• **TASK**
Look through the data below for the string "impl", and copy every line where it turns up.

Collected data
|---|

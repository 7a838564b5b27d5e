//! # Capabilities
//!
//! Independent behavioral contracts a drone may conform to.
//!
//! Flight and teaming are separate traits: code that only needs a drone to
//! fly depends on [`Flyable`] alone and never sees [`Groupable`].

use crate::primitives::team_up;
use crate::{DroneError, DroneName, StatusSink};

/// Something that can fly.
pub trait Flyable {
    /// The name this flyer was constructed with.
    fn name(&self) -> &DroneName;

    /// Run the full flight sequence, publishing one line per step.
    fn fly(&self, sink: &mut dyn StatusSink) -> Result<(), DroneError>;
}

/// Something that can form a team with other flyers.
///
/// Peers are taken as `&dyn Flyable`, so any flyer can join a team, not
/// only drones of the same concrete type.
pub trait Groupable {
    /// Add `peer` to the team.
    fn add(&self, peer: &dyn Flyable, sink: &mut dyn StatusSink) -> Result<(), DroneError>;
}

/// Stateless team capability that announces every new member.
#[derive(Debug, Clone, Copy, Default, PartialEq, Eq)]
pub struct TeamAnnouncer;

impl Groupable for TeamAnnouncer {
    fn add(&self, peer: &dyn Flyable, sink: &mut dyn StatusSink) -> Result<(), DroneError> {
        sink.emit(&team_up(peer.name()))
    }
}
//! # Spinning Drone
//!
//! Extends [`Drone`] without touching it: the spinning drone holds a base
//! drone, runs its flight unchanged and appends one new step.

use crate::primitives::SPIN_AROUND;
use crate::{Drone, DroneError, DroneName, Flyable, StatusSink};

/// A drone that spins around once airborne.
#[derive(Debug, Clone, PartialEq, Eq)]
pub struct SpinningDrone {
    base: Drone,
    model: String,
}

impl SpinningDrone {
    /// Create a spinning drone with a name and model label.
    #[must_use]
    pub fn new(name: impl Into<DroneName>, model: impl Into<String>) -> Self {
        Self {
            base: Drone::new(name),
            model: model.into(),
        }
    }

    /// The base drone whose steps this one reuses.
    #[must_use]
    pub fn base(&self) -> &Drone {
        &self.base
    }

    /// Model label.
    #[must_use]
    pub fn model(&self) -> &str {
        &self.model
    }

    /// The extension step, run once the base flight is airborne.
    pub fn spin_around(&self, sink: &mut dyn StatusSink) -> Result<(), DroneError> {
        sink.emit(SPIN_AROUND)
    }
}

impl Flyable for SpinningDrone {
    fn name(&self) -> &DroneName {
        self.base.name()
    }

    fn fly(&self, sink: &mut dyn StatusSink) -> Result<(), DroneError> {
        self.base.fly(sink)?;
        self.spin_around(sink)
    }
}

|---|

• **TASK ANSWER**
impl Groupable for TeamAnnouncer {
impl SpinningDrone {
    pub fn new(name: impl Into<DroneName>, model: impl Into<String>) -> Self {
impl Flyable for SpinningDrone {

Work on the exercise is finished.